→ Required work
Below, find each line holding "self" and state how many there are, using the number alone.

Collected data
○ ○ ○ ○ ○

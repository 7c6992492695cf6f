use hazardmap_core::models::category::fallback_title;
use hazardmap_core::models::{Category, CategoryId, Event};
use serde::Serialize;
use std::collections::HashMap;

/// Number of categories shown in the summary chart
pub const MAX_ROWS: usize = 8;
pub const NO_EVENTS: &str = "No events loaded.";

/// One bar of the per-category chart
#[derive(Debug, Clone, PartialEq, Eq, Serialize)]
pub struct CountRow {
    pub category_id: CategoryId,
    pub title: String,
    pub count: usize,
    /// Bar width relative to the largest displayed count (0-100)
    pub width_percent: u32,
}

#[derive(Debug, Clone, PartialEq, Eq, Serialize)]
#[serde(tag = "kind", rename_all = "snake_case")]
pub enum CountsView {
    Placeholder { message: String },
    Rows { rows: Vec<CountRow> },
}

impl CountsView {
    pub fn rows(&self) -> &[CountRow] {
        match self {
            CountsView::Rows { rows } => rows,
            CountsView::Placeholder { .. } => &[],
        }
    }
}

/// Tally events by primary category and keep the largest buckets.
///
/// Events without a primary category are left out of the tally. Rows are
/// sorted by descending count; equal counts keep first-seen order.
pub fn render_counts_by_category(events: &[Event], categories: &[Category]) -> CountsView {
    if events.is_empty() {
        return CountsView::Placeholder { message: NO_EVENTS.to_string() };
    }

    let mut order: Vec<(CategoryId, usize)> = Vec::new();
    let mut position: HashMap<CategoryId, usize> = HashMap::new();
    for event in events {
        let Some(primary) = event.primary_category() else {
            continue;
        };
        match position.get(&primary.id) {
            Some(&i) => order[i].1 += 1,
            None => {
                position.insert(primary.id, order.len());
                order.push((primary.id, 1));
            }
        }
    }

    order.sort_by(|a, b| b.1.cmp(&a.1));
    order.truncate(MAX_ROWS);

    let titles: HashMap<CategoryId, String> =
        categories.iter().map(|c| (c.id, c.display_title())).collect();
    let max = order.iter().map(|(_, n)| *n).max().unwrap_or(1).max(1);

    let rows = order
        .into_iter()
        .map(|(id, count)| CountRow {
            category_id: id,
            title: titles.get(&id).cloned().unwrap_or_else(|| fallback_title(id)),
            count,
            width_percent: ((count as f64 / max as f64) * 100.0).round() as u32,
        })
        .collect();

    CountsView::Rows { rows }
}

○ ○ ○ ○ ○

→ Answer to this task
2